Saturday, April 28, 2012

since I've already written the damn thing...





The "BigB" blog sometimes doesn't feel like posting what one has written. It has one of those stupid "recaptcha" things where you have to retype a series of displayed letters, but sometimes lately, it simply isn't there. So this is what I wrote tonight and could not post. I saved it, so I figured what the hell.

It was written as a comment on Big B's blog rather than as my own blog post, but it does explain what the past eight days have been like. And it probably should have been a blog post here anyway.


I feel like I'm just coming out of a terrible week - actually a few days more than a week.
Three people connected with the small school at which I work died this past week: a long-time teacher, a student my age, and the father-in-law of a board member. Our school is very small - 50 students, maybe 50 faculty rotating into 32 slots per year, 75 alumni, a dozen board members. Whatever happens to one of us, we all bleed. And as the administrator, I am literally connected to each and every person.

I suffer from terrible tree pollen allergies and we're having a particularly bad tree pollen season this year. Maybe that's good for the trees, but not for my eyes. They hurt and itched and watered as if they were infected - and this was *with* medication!

Problem with the internet at work - on the phone for two hours with various representatives of "customer mis-service" at AT&T.

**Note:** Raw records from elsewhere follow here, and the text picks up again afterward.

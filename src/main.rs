//! Postura - Main application entry point

use std::{net::SocketAddr, sync::Arc, time::Duration};
use tokio::{net::TcpListener, signal};

use postura::{
    Config,
    application::{DetectionService, DetectionServiceImpl},
    infrastructure::{
        AdminSprawlDetector, DetectorRegistry, DirectoryApi, DirectoryClient, FileTableStore,
        PersistentCache, StaleAccountsDetector, TableStore, TenantDataService,
        UnusedLicensesDetector, cache::CacheSettings,
    },
    init_tracing,
    presentation::{AppState, create_router},
};

#[tokio::main]
async fn main() -> Result<(), Box<dyn std::error::Error>> {
    // Load configuration
    let config = Config::load().unwrap_or_else(|_| {
        eprintln!("Failed to load configuration, using defaults");
        Config::default()
    });

    // Initialize tracing
    init_tracing(&config.logging)?;

    tracing::info!("Starting Postura server...");
    tracing::info!(
        "Configuration loaded: server={}:{}",
        config.server.host,
        config.server.port
    );

    // Initialize infrastructure services
    let store: Arc<dyn TableStore> =
        Arc::new(FileTableStore::new(config.storage.directory.clone()));
    let cache = Arc::new(PersistentCache::open(
        store.clone(),
        CacheSettings::from_config(&config.cache),
    ));

    if config.directory.token.as_deref().unwrap_or("").is_empty() {
        tracing::info!(
            "Directory API token not provided; requests will be sent unauthenticated unless one is supplied via environment."
        );
    }
    let directory_client: Arc<dyn DirectoryApi> = Arc::new(DirectoryClient::new(&config.directory));
    let tenant_data = Arc::new(TenantDataService::new(cache.clone(), directory_client));

    // Register the bundled detectors
    let mut registry = DetectorRegistry::new();
    registry.add(Arc::new(StaleAccountsDetector::new(
        tenant_data.clone(),
        config.detection.stale_account_days,
    )));
    registry.add(Arc::new(UnusedLicensesDetector::new(tenant_data.clone())));
    registry.add(Arc::new(AdminSprawlDetector::new(
        tenant_data.clone(),
        config.detection.privileged_role_ceiling,
    )));
    tracing::info!("Registered {} detectors", registry.len());

    let detection_service: Arc<dyn DetectionService> = Arc::new(DetectionServiceImpl::new(
        Arc::new(registry),
        store,
        Duration::from_secs(config.detection.list_cache_ttl_seconds),
    ));

    // Create application state
    let app_state = AppState {
        detection_service,
        tenant_data,
        cache: cache.clone(),
    };

    // Create router
    let app = create_router(app_state, &config);

    // Create server address
    let addr = SocketAddr::new(config.server.host.parse()?, config.server.port);

    tracing::info!("Server listening on {}", addr);
    if config.server.enable_docs {
        tracing::info!("API documentation available at http://{}/docs", addr);
    } else {
        tracing::info!("API documentation disabled (enable_docs=false)");
    }

    // Start server with graceful shutdown
    let listener = TcpListener::bind(addr).await?;
    axum::serve(listener, app)
        .with_graceful_shutdown(shutdown_signal())
        .await?;

    cache.close();
    tracing::info!("Server shutdown complete");
    Ok(())
}

/// Handle graceful shutdown signals
async fn shutdown_signal() {
    let ctrl_c = async {
        signal::ctrl_c()
            .await
            .expect("failed to install Ctrl+C handler");
    };

    #[cfg(unix)]
    let terminate = async {
        signal::unix::signal(signal::unix::SignalKind::terminate())
            .expect("failed to install signal handler")
            .recv()
            .await;
    };

    #[cfg(not(unix))]
    let terminate = std::future::pending::<()>();

    tokio::select! {
        _ = ctrl_c => {
            tracing::info!("Received Ctrl+C, initiating graceful shutdown");
        },
        _ = terminate => {
            tracing::info!("Received SIGTERM, initiating graceful shutdown");
        },
    }
}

Oh - and I was unable to post here for three days because there was no recaptcha. The first time I had written a post that I was eager to share, for once forgot to keep a copy - there was no recaptcha so I simply pressed Submit Comment, and the comment vanished.

And I had a bit of a financial set-back, which can be very painful when money is tight.

I was so tired I fell into bed as soon as I got home each night, and had very little appetite.

So I was very depressed for about eight days. It was pointed out to me a few months ago that I hadn't had a depressed spell since I started watching Indian movies (last October) - this was the first one (used to happen every 2-3 months).

I know that I could use some sort of discipline or practice to help me keep my moods a little more calm and even. I was lucky enough to spend some time with the film director David Lynch, who has practiced transcendental meditation for many years and promotes it very strongly. I met a lot of TM people who work with him, and they were all extremely nice. I was very interested, and talked to quite a few of them about the training and practice. What particularly attracted me was that it seemed the technique they taught was quite simple and worked immediately. As I have tried to practice meditation on my own for years, always unsuccessfully, I found this very appealing. Unfortunately, the cost for the four or five sessions of training was prohibitive, and it simply looked less good to me that it was unaffordable to a middle-class person (this was before the economy fell apart and I dropped out of the middle class). Should something that seemed so healing and freeing be only available to rich people?